Machine Learning Algorithms

Implementations of commonly-used machine learning algorithms from scratch using only numpy. Each algorithm is standalone with no other dependencies of other algorithms.

All models are intended for a transparent look into their implementation. They are not intended to be efficient or used to practical applications, but simply offer aid to anyone studying machine learning.

Installation

Clone the repository.

git clone https://github.com/f4str/ml-algorithms

Change directories into the cloned repository.

cd ml-algorithms

Install Python and create a virtual environment.

python3 -m venv venv
source venv/bin/activate

Install the dev dependencies using pip.

pip install -e .[dev]

User Guide

All implementations are based on scikit-learn and keras by following a similar class style and structure.

Model Creation

All models are created by initializing a class with their hyperparameters. Each model will always have default hyperparameters so models can also be created without any parameters.

classifier = LogisticRegression(penalty='l1', C=0.001) # specify hyperparameters
regressor = RidgeRegression() # use default hyperparameters

Since various other parameters are setup when creating a model. It is recommended to completely reinitialize the model rather than changing the hyperparameter.

tree_clf = DecisionTreeClassifier(criterion='gini')
tree_clf.criterion = 'entropy' # will not work, do not use
tree_clf = DecisionTreeClassifier(criterion='entropy') # use this instead

Model Training

All models are trained using the fit(X, y) method. This will always take parameters X, a matrix of training features, and y, the training labels. If the algorithm uses gradient descent, it may also take optional parameters for the epochs and lr to override the defaults. If the model uses gradient descent, the fit(X, y) method will return two lists for the training loss and evaluation metric (accuracy or R2 score) per training epoch. Otherwise, the model will return the final loss and evaluation metric from the trained model equivalent to calling evaluate(X, y).

training_loss, training_acc = classifier.fit(X, y) # returns Tuple[list, list]
loss, r2 = regressor.fit(X, y) # returns Tuple[float, float]

Model Prediction

All models have a predict(X) method which can be called after training. This will return the predicted values based on the weights learned from training.

y_pred = classifier.predict(X) # returns class labels
y_pred = regressor.predict(X) # returns real value predictions

In addition, some classifiers have a predict_proba(X) and predict_log_proba(X) to get the class probabilities and log probabilities.

y_pred_prob = classifier.predict_proba(X)
y_pred_log_prob = classifier.predict_log_proba(X)

Model Evaluation

To evaluate a model, it is recommended to run predict(X) and use your evaluation metrics of choice (accuracy, R2 score, F1 score, cross entropy, MSE, etc.).

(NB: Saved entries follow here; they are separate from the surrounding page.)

//! Command implementations.

pub mod citations;
pub mod classify;
pub mod hypothesis;
pub mod papers;
pub mod reclassify;
pub mod stats;
pub mod summary;

pub use self::citations::execute_citations;
pub use self::classify::execute_classify;
pub use self::hypothesis::execute_hypothesis;
pub use self::papers::execute_papers;
pub use self::reclassify::execute_reclassify;
pub use self::stats::execute_stats;
pub use self::summary::execute_summary;

use crate::error::Result;
use astrolit_classifier::{CitationClassifier, ClassifierConfig};
use astrolit_llm::OpenAiProvider;
use tracing::{info, warn};

/// Build the orchestrator for the configured mode.
///
/// No provider is created without a credential; model mode then falls back
/// to patterns for every pair.
pub fn build_classifier(config: &ClassifierConfig) -> Result<CitationClassifier<OpenAiProvider>> {
    config.validate()?;

    let provider = if config.mode.uses_model() && config.has_credentials() {
        Some(OpenAiProvider::with_timeout(
            config.endpoint.clone(),
            config.model.clone(),
            config.api_key.clone(),
            config.request_timeout(),
        )?)
    } else {
        if config.mode.uses_model() {
            warn!("No completion-service credential configured");
        }
        None
    };

    info!(mode = %config.mode, model = %config.model, "Classifier ready");
    Ok(CitationClassifier::new(config.clone(), provider))
}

However, to get a quick and rough estimate of the model performance, all models have an evaluate(X, y) method which will return the default loss and evaluation metric. These metrics are model specific.

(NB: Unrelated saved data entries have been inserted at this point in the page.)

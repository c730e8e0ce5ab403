//! Paper module - publications identified by bibcode

use crate::DomainError;

/// A published paper
///
/// The bibcode is the immutable identity. Everything else may be back-filled
/// later: a paper is created on first sighting (often with only a bibcode)
/// and enriched when metadata is refreshed.
#[derive(Debug, Clone, PartialEq, Default)]
pub struct Paper {
    /// Unique bibliographic code
    pub bibcode: String,

    /// Title, if known
    pub title: Option<String>,

    /// Abstract text, if known
    pub abstract_text: Option<String>,

    /// Publication year
    pub year: Option<i32>,

    /// Journal or venue
    pub publication: Option<String>,

    /// Number of papers citing this one
    pub citation_count: u32,

    /// Bibcodes this paper references
    pub references: Vec<String>,

    /// Keywords attached by the bibliographic service
    pub keywords: Vec<String>,
}

impl Paper {
    /// Create a paper known only by its bibcode
    ///
    /// # Examples
    ///
    /// ```
    /// use astrolit_domain::Paper;
    ///
    /// let paper = Paper::new("2019ApJ...882L...2S").unwrap()
    ///     .with_title("A disk around a young star")
    ///     .with_year(2019);
    /// assert_eq!(paper.year, Some(2019));
    /// assert!(Paper::new("  ").is_err());
    /// ```
    pub fn new(bibcode: impl Into<String>) -> Result<Self, DomainError> {
        let bibcode = bibcode.into().trim().to_string();
        if bibcode.is_empty() {
            return Err(DomainError::EmptyBibcode);
        }
        Ok(Self {
            bibcode,
            ..Default::default()
        })
    }

    /// Set the title
    pub fn with_title(mut self, title: impl Into<String>) -> Self {
        self.title = Some(title.into());
        self
    }

    /// Set the abstract
    pub fn with_abstract(mut self, text: impl Into<String>) -> Self {
        self.abstract_text = Some(text.into());
        self
    }

    /// Set the publication year
    pub fn with_year(mut self, year: i32) -> Self {
        self.year = Some(year);
        self
    }

    /// Set the publication venue
    pub fn with_publication(mut self, publication: impl Into<String>) -> Self {
        self.publication = Some(publication.into());
        self
    }

    /// Set the citation count
    pub fn with_citation_count(mut self, count: u32) -> Self {
        self.citation_count = count;
        self
    }

    /// Set the reference list
    pub fn with_references(mut self, references: Vec<String>) -> Self {
        self.references = references;
        self
    }

    /// Set the keyword list
    pub fn with_keywords(mut self, keywords: Vec<String>) -> Self {
        self.keywords = keywords;
        self
    }

    /// Abstract text, treating blank abstracts as missing
    pub fn abstract_str(&self) -> Option<&str> {
        self.abstract_text
            .as_deref()
            .filter(|text| !text.trim().is_empty())
    }
}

ce, acc = classifier.evaluate(X, y) # cross entropy and binary accuracy
mse, r2 = regressor.evaluate(X, y) # mean square error and R2 score

Algorithm Implementations

Various algorithms are implemented for both supervised and unsupervised learning tasks. All models are separated into their own category located in their respective subdirectory. Aside from the utils submodule with helper functions, all implementations are completely standalone so there are no other dependencies and the class can be used immediately out of the box.

Linear Models

Linear Regression
Ridge Regression
Lasso Regression
ElasticNet Regression
Logistic Regression
- L1 Penalty
- L2 Penalty
- ElasticNet Penalty

Decision Trees

Decision Tree Classifier
- Gini Split
- Entropy Split
- Misclassification Split
Decision Tree Regressor
- Mean Squared Error Split
- Mean Absolute Error Split
- Poisson Deviance Split

Nearest Neighbors

K-Nearest Neighbors Classifier (in-progress)
K-Nearest Neighbors Regressor (in-progress)

Support Vector Machines

Support Vector Classifier (in-progress)
Support Vector Regressor (in-progress)

Neural Networks

Multilayer Perceptron Regressor
Multilayer Perceptron Classifier

Decomposition

Principal Component Analysis (in-progress)

Development

The tox library is used to run all tests and code formatting. This is automatically installed with the dev requirements. The available options are as follows.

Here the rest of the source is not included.